CLIVE James left some words wandering around my head all day yesterday. These weren’t the brilliant sparklers of his old TV column in the Observer all those years ago. Or a fragment of his poetry. Just six simple words at the beginning of a sentence… “When I was first a student…”
I re-read those words while trying to work out the resonance. Perhaps it is the placing of that ‘first’ that does it, giving the words a poetic rhythm. No long-winded “When I was a student first time around” or anything from James. There is a biblical clarity almost to his words.
James is recalling his youth on Avalon beach in Sydney while summoning up memories of a lissome girl called Pat he knew 50 years ago. “I can only just remember her pretty face, but I can remember vividly her taste in reading.” What she was reading was Ulysses by James Joyce. I am with Pat on that one, although it’s been a few years now since I picked up my battered paperback copy from when I first was a student. And from when I last was a student, too.
James writes a short column called Reports Of My Death that appears towards the end of the Guardian Weekend supplement every Saturday. It should be required reading all round. The writing is so sharp and the thinking so clear.

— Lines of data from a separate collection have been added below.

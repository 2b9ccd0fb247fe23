use std::path::{Path, PathBuf};
use std::sync::Mutex;
use std::time::Instant;

use anyhow::{Context, Result};
use clap::Args;
use imstack_core::frame::{DType, ImageFormat, ReferenceFrame};
use imstack_core::io::fits::write_fits;
use imstack_core::io::image_io::save_preview;
use imstack_core::io::registry::DecoderRegistry;
use imstack_core::loader::{LoadedStack, Loader, LoaderConfig};
use imstack_core::progress::ProgressSink;
use indicatif::{ProgressBar, ProgressStyle};
use tracing::debug;

use crate::summary::print_load_summary;

#[derive(Args)]
pub struct LoadArgs {
    /// Sample directory, or any file inside it
    #[arg(short, long)]
    pub sample: Option<PathBuf>,

    /// Loader config file (TOML); replaces the other load options
    #[arg(long)]
    pub config: Option<PathBuf>,

    /// Flat-field directory
    #[arg(long)]
    pub flat: Option<PathBuf>,

    /// Dark-field directory
    #[arg(long)]
    pub dark: Option<PathBuf>,

    /// Image format token (fits, fit, tif, tiff, ser, nxs)
    #[arg(short, long, default_value = "fits")]
    pub format: ImageFormat,

    /// Element type of the sample stack
    #[arg(long, default_value = "float32")]
    pub dtype: DType,

    /// Worker threads for multi-frame sources
    #[arg(short, long, default_value = "1")]
    pub workers: usize,

    /// Frames per worker task
    #[arg(long)]
    pub chunk_size: Option<usize>,

    /// Write the sample stack as FITS
    #[arg(long)]
    pub save_sample: Option<PathBuf>,

    /// Write the averaged flat (.fits, .png or .tiff)
    #[arg(long)]
    pub save_flat: Option<PathBuf>,

    /// Write the averaged dark (.fits, .png or .tiff)
    #[arg(long)]
    pub save_dark: Option<PathBuf>,
}

pub fn run(args: &LoadArgs) -> Result<()> {
    let config = if let Some(ref config_path) = args.config {
        let contents = std::fs::read_to_string(config_path)
            .with_context(|| format!("Failed to read config {}", config_path.display()))?;
        toml::from_str(&contents).context("Invalid loader config")?
    } else {
        build_config_from_args(args)?
    };

    debug!(?config, "Loader config");

    let registry = DecoderRegistry::with_defaults();
    debug!(?registry, "Registered decoders");
    let progress = BarProgress::new()?;
    let loader = Loader::new(&registry, &progress);

    let start = Instant::now();
    let loaded = loader.load_dynamic(&config)?;
    let elapsed = start.elapsed();

    print_load_summary(&config, &loaded, elapsed);

    if let Some(ref path) = args.save_sample {
        save_sample(&loaded, path)?;
        println!("Sample saved to {}", path.display());
    }
    if let Some(ref path) = args.save_flat {
        let flat = loaded.flat().context("No flat frame was loaded")?;
        save_reference(flat, path)?;
        println!("Flat saved to {}", path.display());
    }
    if let Some(ref path) = args.save_dark {
        let dark = loaded.dark().context("No dark frame was loaded")?;
        save_reference(dark, path)?;
        println!("Dark saved to {}", path.display());
    }

    Ok(())
}

fn build_config_from_args(args: &LoadArgs) -> Result<LoaderConfig> {
    let sample = args
        .sample
        .clone()
        .context("--sample is required unless --config is given")?;

    let mut config = LoaderConfig::new(sample, args.format)
        .with_dtype(args.dtype)
        .with_workers(args.workers, args.chunk_size);
    if let Some(ref flat) = args.flat {
        config = config.with_flat(flat);
    }
    if let Some(ref dark) = args.dark {
        config = config.with_dark(dark);
    }
    Ok(config)
}

fn is_fits(path: &Path) -> bool {
    matches!(
        path.extension().and_then(|e| e.to_str()),
        Some("fits" | "fit" | "fts")
    )
}

fn save_sample(loaded: &LoadedStack, path: &Path) -> Result<()> {
    match loaded {
        LoadedStack::Uint8(r) => write_fits(path, &r.sample)?,
        LoadedStack::Uint16(r) => write_fits(path, &r.sample)?,
        LoadedStack::Int16(r) => write_fits(path, &r.sample)?,
        LoadedStack::Int32(r) => write_fits(path, &r.sample)?,
        LoadedStack::Float32(r) => write_fits(path, &r.sample)?,
        LoadedStack::Float64(r) => write_fits(path, &r.sample)?,
    }
    Ok(())
}

fn save_reference(frame: &ReferenceFrame, path: &Path) -> Result<()> {
    if is_fits(path) {
        write_fits(path, frame)?;
    } else {
        save_preview(frame, path)?;
    }
    Ok(())
}

/// Progress bar fed by the loader, one bar per phase.
struct BarProgress {
    style: ProgressStyle,
    bar: Mutex<Option<ProgressBar>>,
}

impl BarProgress {
    fn new() -> Result<Self> {
        let style = ProgressStyle::default_bar()
            .template("{msg:20} [{bar:40}] {pos}/{len}")?
            .progress_chars("=> ");
        Ok(Self {
            style,
            bar: Mutex::new(None),
        })
    }
}

impl ProgressSink for BarProgress {
    fn init(&self, total_steps: usize, label: &str) {
        let bar = ProgressBar::new(total_steps as u64);
        bar.set_style(self.style.clone());
        bar.set_message(label.to_string());
        if let Ok(mut current) = self.bar.lock() {
            *current = Some(bar);
        }
    }

    fn advance(&self, n: usize) {
        if let Ok(current) = self.bar.lock() {
            if let Some(bar) = current.as_ref() {
                bar.inc(n as u64);
            }
        }
    }

    fn close(&self) {
        if let Ok(mut current) = self.bar.lock() {
            if let Some(bar) = current.take() {
                bar.finish();
            }
        }
    }
}
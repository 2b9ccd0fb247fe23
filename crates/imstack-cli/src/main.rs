mod commands;
mod summary;

use anyhow::Result;
use clap::{Parser, Subcommand};
use tracing_subscriber::EnvFilter;

#[derive(Parser)]
#[command(name = "imstack", about = "Load image stacks with flat and dark reference frames")]
#[command(version)]
struct Cli {
    /// Enable verbose output
    #[arg(short, long, global = true)]
    verbose: bool,

    #[command(subcommand)]
    command: Commands,
}

#[derive(Subcommand)]
enum Commands {
    /// List the image formats this build can read
    Formats,
    /// Show the shape and pixel type of an image file
    Info(commands::info::InfoArgs),
    /// Load a sample stack with optional flat and dark frames
    Load(commands::load::LoadArgs),
    /// Print a default loader config (TOML)
    Config(commands::config::ConfigArgs),
}

fn main() -> Result<()> {
    let cli = Cli::parse();

    let filter = if cli.verbose {
        EnvFilter::new("debug")
    } else {
        EnvFilter::new("warn")
    };
    tracing_subscriber::fmt().with_env_filter(filter).init();

    match &cli.command {
        Commands::Formats => commands::formats::run(),
        Commands::Info(args) => commands::info::run(args),
        Commands::Load(args) => commands::load::run(args),
        Commands::Config(args) => commands::config::run(args),
    }
}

As the title of the column suggests, the poet, writer, journalist and wit is dying of cancer, but he is taking his time over his departure. This is good news for us and hopefully for him too. These sainted extra days have given James great mental strength while his body falls apart around him.
Bashing words out isn’t necessarily hard, but good writing is difficult. What James offers each week in this protracted farewell is the best sort of writing. Simple and yet capable of profundity.
Anyway those words stayed with me all of yesterday. They were there when we went to see some friends for a coffee in the morning. They were there when I did some work in the afternoon. And they were there when I was returning from a friend’s 40th birthday party in York and waiting outside York Theatre Royal for the bus home.
This is a good spot for a different sort of theatre on a Saturday night. People streamed or wobbled past. A young woman hampered by short skirt and high heels tottered while she shouted into her mobile phone. “You don’t know what I have to put up with,” she screamed. “You have no idea. You don’t know the half of it.”
Gravity threatened to interrupt her rant, but she recovered her balance and kept on shouting at whoever it was that didn’t know the half of it. Although perhaps by then they knew the whole of it.
A young man who might have been wiser about his nourishment tugged up oversized jeans as he balanced on his belly a pizza in its box. Neither pizza nor jeans fell, which was a relief all round.
A group of cyclists forgot which side of the road they should be on. And then the Number 1 bus rolled up on the right side of the road, and I rolled home.